Gaza, cihat ve gazilik gibi dini referanslı kurumlar, orta çağda Müslüman devletlerin kurulması ve büyümesinde çok önemli bir işleve sahipti. Devlet, halkı gaza sancağı etrafında topluyor ve düşmana karşı motive ediyordu. Bu sebepten ötürü ‘gaza’ ve ‘gazilik’ kavramları hem ahlâki açıdan hem de insan gücü açısından Müslüman devletlerin, bilhassa uç beyliklerinin, en önemli dinamiğini oluşturduğu söylenebilir. ‘Gaza’ kavramı Anadoludaki Müslüman Türk beylikleri için ayrı bir öneme sahipti; Anadolu Selçuklu Sultanlığı’nın Moğollar tarafından istilaya uğraması ve Haçlı seferleri, Anadolu’daki Türkler’in bu kuruma karşı olan ilgisini artırmış, Gaza’yı Anadolu’da tutunmak için tek çıkar yolu olarak görmüşlerdir. Halil İnalcık bu durumu şöyle özetlemektedir:
‘’İslam dünyasında, özellikle Anadolu’da gaza ideolojisinin ve hareketlerinin ön plana çıkmış olması, bir yandan Moğolların Anadolu Selçuklu Sultanlığı’nı bozguna uğratarak (1243) Anadolu’da egemenlik kurmaları, öte yandan Mısır, Suriye ve Anadolu’ya karşı Batı’dan haçlı saldırılarıdır… İşte bu durum karşısında İslam dünyasında kutsal savaş, gaza, bir ölüm kalım sorunu olarak ortaya çıktı.’’

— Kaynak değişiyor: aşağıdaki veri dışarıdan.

//! The progression engine: one valid chat message in, XP and rewards out.
//!
//! [`award_xp`] runs the steps in a fixed order:
//! validity gate, health decay, streak and multiplier, base XP, level-up,
//! statistics, title, quest progress, badge scan.
use rand::Rng;
use serde::Serialize;
use smallvec::SmallVec;

use crate::badges::{Badge, BadgeContext, check_badges};
use crate::clock::{
    Timestamp, day_of_month, days_since, elapsed_days, epoch_millis, format_day, is_same_day,
    local_day,
};
use crate::constants::{
    BASE_MULTIPLIER, HEALTH_DECAY_GRACE_DAYS, HEALTH_DECAY_PER_DAY, HIGH_QUALITY_XP,
    LONG_MESSAGE_XP, MIN_VALID_MESSAGE_CHARS, QUESTION_BONUS_XP, SHORT_MESSAGE_MAX_CHARS,
    SHORT_MESSAGE_XP, STAT_MIN, STREAK_MULTIPLIERS, TRIVIAL_MESSAGES, XP_PER_LEVEL,
};
use crate::numbers::{floor_f64_to_i32, floor_f64_to_u32, round_ratio_u64};
use crate::quests::{MessageSignals, QuestSignals, update_quest_progress};
use crate::state::{GameState, Player};
use crate::titles::{Title, title_for_xp};

/// Outcome of a title re-evaluation.
#[derive(Debug, Clone, PartialEq, Eq, Serialize)]
#[serde(rename_all = "camelCase")]
pub struct TitleChange {
    pub title_changed: bool,
    pub new_title: &'static Title,
}

/// Summary of one [`award_xp`] call.
#[derive(Debug, Clone, PartialEq, Serialize)]
#[serde(rename_all = "camelCase")]
pub struct AwardResult {
    pub xp: u32,
    pub multiplier: f64,
    pub base_xp: u32,
    pub streak: u32,
    pub new_badges: SmallVec<[&'static Badge; 4]>,
    pub title_info: Option<TitleChange>,
    pub levels_gained: u32,
    pub completed_quests: SmallVec<[String; 3]>,
}

impl AwardResult {
    /// The zero-effect result returned for rejected messages.
    #[must_use]
    pub fn rejected(streak: u32) -> Self {
        Self {
            xp: 0,
            multiplier: BASE_MULTIPLIER,
            base_xp: 0,
            streak,
            new_badges: SmallVec::new(),
            title_info: None,
            levels_gained: 0,
            completed_quests: SmallVec::new(),
        }
    }

    #[must_use]
    pub fn awarded(&self) -> bool {
        self.xp > 0
    }
}

/// A message earns XP when, trimmed and lower-cased, it has at least ten
/// characters and is not a bare greeting.
#[must_use]
pub fn is_valid_message(message: &str) -> bool {
    let normalized = message.trim().to_lowercase();
    normalized.chars().count() >= MIN_VALID_MESSAGE_CHARS
        && !TRIVIAL_MESSAGES.contains(&normalized.as_str())
}

/// Decay health for inactivity longer than a day and touch the activity clock.
pub fn update_health(player: &mut Player, now: Timestamp) {
    let now_millis = epoch_millis(now);
    if let Some(last) = player.last_message_time {
        let days = elapsed_days(last, now_millis);
        if days > HEALTH_DECAY_GRACE_DAYS {
            let loss = floor_f64_to_i32(days * HEALTH_DECAY_PER_DAY);
            player.stats.health = player.stats.health.saturating_sub(loss).max(STAT_MIN);
            log::debug!("health decayed by {loss} after {days:.1} idle days");
        }
    }
    player.last_message_time = Some(now_millis);
}

/// Advance the streak for today's activity.
///
/// A message on the day after `lastMessageDay` extends the streak; a longer
/// gap (or an unreadable marker) restarts it at 1. The first active day of a
/// player who has never had a streak also counts as 1.
pub fn update_streak(player: &mut Player, now: Timestamp) {
    let today = local_day(now);
    if is_same_day(&player.last_message_day, today) {
        if player.streak == 0 {
            player.streak = 1;
        }
        return;
    }
    let previous = player.streak;
    player.streak = match days_since(&player.last_message_day, today) {
        Some(1) => previous.saturating_add(1),
        _ => 1,
    };
    player.current_day = day_of_month(now);
    player.last_message_day = format_day(today);
    log::debug!("streak {previous} -> {}", player.streak);
}

/// Multiplier for a streak length, highest tier first.
#[must_use]
pub fn streak_multiplier(streak: u32) -> f64 {
    STREAK_MULTIPLIERS
        .iter()
        .find(|(min_streak, _)| streak >= *min_streak)
        .map_or(BASE_MULTIPLIER, |(_, multiplier)| *multiplier)
}

/// Update the streak for `now` and return the resulting multiplier.
pub fn get_streak_multiplier(player: &mut Player, now: Timestamp) -> f64 {
    update_streak(player, now);
    streak_multiplier(player.streak)
}

/// 10 XP for short messages, 20 for longer ones, +5 for a question.
#[must_use]
pub fn base_xp(signals: &MessageSignals) -> u32 {
    let mut xp = if signals.chars > SHORT_MESSAGE_MAX_CHARS {
        LONG_MESSAGE_XP
    } else {
        SHORT_MESSAGE_XP
    };
    if signals.has_question {
        xp += QUESTION_BONUS_XP;
    }
    xp
}

/// Add XP and roll every full hundred into levels. Returns levels gained.
pub fn apply_xp(player: &mut Player, xp: u32) -> u32 {
    player.total_xp_earned = player.total_xp_earned.saturating_add(u64::from(xp));
    let pool = player.xp.saturating_add(xp);
    let levels = pool / XP_PER_LEVEL;
    player.xp = pool % XP_PER_LEVEL;
    if levels > 0 {
        player.level = player.level.saturating_add(levels);
        log::debug!("level up: +{levels} -> level {}", player.level);
    }
    levels
}

/// Fold one awarded message into the aggregate counters.
pub fn update_statistics(player: &mut Player, xp: u32) {
    let streak = player.streak;
    let stats = &mut player.statistics;
    stats.total_messages = stats.total_messages.saturating_add(1);
    stats.total_xp_earned = stats.total_xp_earned.saturating_add(u64::from(xp));
    stats.average_xp_per_message = round_ratio_u64(stats.total_xp_earned, stats.total_messages);
    stats.highest_single_message_xp = stats.highest_single_message_xp.max(xp);
    if xp >= HIGH_QUALITY_XP {
        stats.total_high_quality_messages = stats.total_high_quality_messages.saturating_add(1);
    }
    stats.total_days_active = stats.total_days_active.max(streak);
    player.longest_streak = player.longest_streak.max(streak);
}

/// Re-derive the cached title from lifetime XP.
pub fn update_title(player: &mut Player) -> TitleChange {
    let title = title_for_xp(player.total_xp_earned);
    let title_changed = player.title != title.name;
    if title_changed {
        log::debug!("title promoted: {} -> {}", player.title, title.name);
    }
    player.title = title.name.to_string();
    player.title_level = title.level;
    TitleChange {
        title_changed,
        new_title: title,
    }
}

/// Apply one chat message to the document.
///
/// Invalid messages return [`AwardResult::rejected`] and leave the document
/// untouched. Everything else mutates `state` in place.
pub fn award_xp<R>(
    state: &mut GameState,
    message: &str,
    now: Timestamp,
    rng: &mut R,
) -> AwardResult
where
    R: Rng + ?Sized,
{
    if !is_valid_message(message) {
        return AwardResult::rejected(state.player.streak);
    }

    let player = &mut state.player;
    update_health(player, now);
    player.stats.clamp();
    let multiplier = get_streak_multiplier(player, now);

    let signals = MessageSignals::from_message(message);
    let base_xp = base_xp(&signals);
    let xp = floor_f64_to_u32(f64::from(base_xp) * multiplier);
    let levels_gained = apply_xp(player, xp);
    update_statistics(player, xp);
    let title_info = update_title(player);

    let quest_signals = QuestSignals {
        message: signals,
        xp,
        focus: state.player.stats.focus,
    };
    let quests = update_quest_progress(state, local_day(now), &quest_signals, rng);

    let new_badges = check_badges(&mut state.player, &BadgeContext { now });

    let mut completed_quests = quests.daily_completed;
    completed_quests.extend(quests.weekly_completed);

    AwardResult {
        xp,
        multiplier,
        base_xp,
        streak: state.player.streak,
        new_badges,
        title_info: Some(title_info),
        levels_gained,
        completed_quests,
    }
}

#[cfg(test)]
mod tests {
    use super::*;
    use chrono::{FixedOffset, NaiveDate, TimeDelta, TimeZone};
    use rand::SeedableRng;
    use rand_chacha::ChaCha20Rng;

    fn at(d: u32, hour: u32) -> Timestamp {
        NaiveDate::from_ymd_opt(2026, 10, d)
            .unwrap()
            .and_hms_opt(hour, 0, 0)
            .unwrap()
            .and_utc()
            .fixed_offset()
    }

    #[test]
    fn validity_gate_rejects_short_and_trivial() {
        assert!(!is_valid_message("hi"));
        assert!(!is_valid_message("   ok    "));
        assert!(!is_valid_message("123456789"));
        assert!(!is_valid_message("          hello          "));
        assert!(is_valid_message("1234567890"));
        assert!(is_valid_message("Tell me about Rust"));
    }

    #[test]
    fn multiplier_tiers() {
        assert!((streak_multiplier(0) - 1.0).abs() < f64::EPSILON);
        assert!((streak_multiplier(2) - 1.0).abs() < f64::EPSILON);
        assert!((streak_multiplier(3) - 1.5).abs() < f64::EPSILON);
        assert!((streak_multiplier(6) - 1.5).abs() < f64::EPSILON);
        assert!((streak_multiplier(7) - 2.0).abs() < f64::EPSILON);
        assert!((streak_multiplier(13) - 2.0).abs() < f64::EPSILON);
        assert!((streak_multiplier(14) - 3.0).abs() < f64::EPSILON);
        assert!((streak_multiplier(29) - 3.0).abs() < f64::EPSILON);
        assert!((streak_multiplier(30) - 5.0).abs() < f64::EPSILON);
    }

    #[test]
    fn base_xp_by_length_and_question() {
        let short = MessageSignals::from_message("short message");
        assert_eq!(base_xp(&short), 10);
        let short_q = MessageSignals::from_message("is it short?");
        assert_eq!(base_xp(&short_q), 15);
        let long = MessageSignals::from_message(&"x".repeat(51));
        assert_eq!(base_xp(&long), 20);
        let fifty = MessageSignals::from_message(&"x".repeat(50));
        assert_eq!(base_xp(&fifty), 10);
    }

    #[test]
    fn level_up_keeps_remainder() {
        let mut player = Player {
            xp: 95,
            level: 3,
            ..Player::default()
        };
        assert_eq!(apply_xp(&mut player, 20), 1);
        assert_eq!((player.level, player.xp), (4, 15));

        assert_eq!(apply_xp(&mut player, 250), 2);
        assert_eq!((player.level, player.xp), (6, 65));
        assert_eq!(player.total_xp_earned, 270);
    }

    #[test]
    fn streak_transitions() {
        let mut player = Player::fresh(at(10, 9));
        update_streak(&mut player, at(10, 18));
        assert_eq!(player.streak, 1, "first active day starts the streak");
        update_streak(&mut player, at(10, 20));
        assert_eq!(player.streak, 1, "same day is unchanged");

        update_streak(&mut player, at(11, 8));
        assert_eq!(player.streak, 2);
        assert_eq!(player.last_message_day, "Sun Oct 11 2026");
        assert_eq!(player.current_day, 11);

        update_streak(&mut player, at(13, 8));
        assert_eq!(player.streak, 1, "a skipped day resets");

        player.last_message_day = "whenever".to_string();
        player.streak = 9;
        update_streak(&mut player, at(14, 8));
        assert_eq!(player.streak, 1);
    }

    #[test]
    fn health_decays_after_a_day_and_floors_at_zero() {
        let mut player = Player::fresh(at(1, 12));
        update_health(&mut player, at(2, 6));
        assert_eq!(player.stats.health, 100, "under a day is free");

        update_health(&mut player, at(4, 18));
        // 2.5 days idle
        assert_eq!(player.stats.health, 75);
        assert_eq!(player.last_message_time, Some(epoch_millis(at(4, 18))));

        update_health(&mut player, at(30, 18));
        assert_eq!(player.stats.health, 0);
    }

    #[test]
    fn health_decay_measures_real_time_behind_utc() {
        let pacific = FixedOffset::west_opt(8 * 3600).unwrap();
        let start = pacific.with_ymd_and_hms(2026, 10, 19, 20, 0, 0).unwrap();
        let mut player = Player::fresh(start);
        assert_eq!(player.last_message_time, Some(start.timestamp_millis()));

        // 1.25 days later by the wall clock and by the epoch
        let later = start + TimeDelta::minutes(1800);
        assert_eq!(later.naive_local().to_string(), "2026-10-21 02:00:00");
        update_health(&mut player, later);
        assert_eq!(player.stats.health, 88);
        assert_eq!(player.last_message_time, Some(later.timestamp_millis()));
    }

    #[test]
    fn streak_follows_the_local_calendar_day() {
        let pacific = FixedOffset::west_opt(8 * 3600).unwrap();
        // 23:30 local is already the next day in UTC
        let late = pacific.with_ymd_and_hms(2026, 10, 19, 23, 30, 0).unwrap();
        let mut player = Player::fresh(late);
        assert_eq!(player.last_message_day, "Mon Oct 19 2026");
        update_streak(&mut player, late);
        assert_eq!(player.streak, 1);
        update_streak(&mut player, late + TimeDelta::minutes(40));
        assert_eq!(player.streak, 2);
        assert_eq!(player.last_message_day, "Tue Oct 20 2026");
    }

    #[test]
    fn statistics_track_streak_and_quality() {
        let mut player = Player {
            streak: 4,
            ..Player::default()
        };
        update_statistics(&mut player, 10);
        update_statistics(&mut player, 25);
        let s = &player.statistics;
        assert_eq!(s.total_messages, 2);
        assert_eq!(s.total_xp_earned, 35);
        assert_eq!(s.average_xp_per_message, 18);
        assert_eq!(s.highest_single_message_xp, 25);
        assert_eq!(s.total_high_quality_messages, 1);
        assert_eq!(s.total_days_active, 4);
        assert_eq!(player.longest_streak, 4);
    }

    #[test]
    fn title_change_is_reported() {
        let mut player = Player::default();
        player.total_xp_earned = 50;
        assert!(!update_title(&mut player).title_changed);
        player.total_xp_earned = 120;
        let change = update_title(&mut player);
        assert!(change.title_changed);
        assert_eq!(change.new_title.name, "Thoughtful Learner");
        assert_eq!(player.title_level, 2);
    }

    #[test]
    fn rejected_messages_do_not_touch_the_document() {
        let mut state = GameState::new(at(19, 9));
        let before = state.clone();
        let mut rng = ChaCha20Rng::seed_from_u64(1);
        for message in ["hi", "hello", "ok", "too short", "   HELLO   "] {
            let result = award_xp(&mut state, message, at(25, 9), &mut rng);
            assert_eq!(result, AwardResult::rejected(0));
        }
        assert_eq!(state, before);
    }

    #[test]
    fn streak_multiplier_scales_awarded_xp() {
        let mut state = GameState::new(at(19, 9));
        state.player.streak = 6;
        state.player.last_message_day = "Sun Oct 18 2026".to_string();
        let mut rng = ChaCha20Rng::seed_from_u64(2);
        let result = award_xp(&mut state, "A quick check-in message?", at(19, 10), &mut rng);
        assert_eq!(result.streak, 7);
        assert!((result.multiplier - 2.0).abs() < f64::EPSILON);
        assert_eq!(result.base_xp, 15);
        assert_eq!(result.xp, 30);
        assert!(result.new_badges.iter().any(|b| b.key == "flame-on"));
    }
}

Anadolu Türkleri nazarında ‘gaza’ ve ‘gazilik’ büyük bir sosyal itibar ve dini vazife olarak görülmekteydi; gaza, şehitlik, gazilik gibi kavramlar yazılı dini ve edebi kaynaklarda da mühim bir yer edinmişti. Örneğin dönemin ilm-i hallerinde cihada , gazaya sık sık vurgu yapılması ya da o zamanın halk metinlerinde, Danişmendname, Saltukname, Battalname gibi eserlerle, ‘fetih’ ve ‘gaza’nın önemine sık sık değinilmesi halkın gaza ve fethe olan ilgisini artırmıştı.
Bu bağlamda Gaza’nın Osmanlı için ne kadar önemli bir yer edindiği, Bizans’la olan savaşlarından anlaşılabilir. Batı’ya doğru akın ve fetihler Gaza/Cihad mefhumu sayesinde Osmanlı’nın diğer uç beylerine nazaran prestijini bir hayli artırmış, Osman Gazi’nin liderlik konumunu güçlendirmiştir. 1302 yılında Koyunhisar savaşında Bizans’a karşı ezici bir zafer kazanan Osman Gazi’nin şöhreti, Kastamonu bölgesine kadar yayılmış ve bir çok gazi Osman Bey’in sancağı altına girmiştir. Bu şekilde Osman Bey gaza sancağı altında Anadolu’dan gelen Alperenleri toplamış, Bizans’a karşı savaşlar gerçekleştirmiştir.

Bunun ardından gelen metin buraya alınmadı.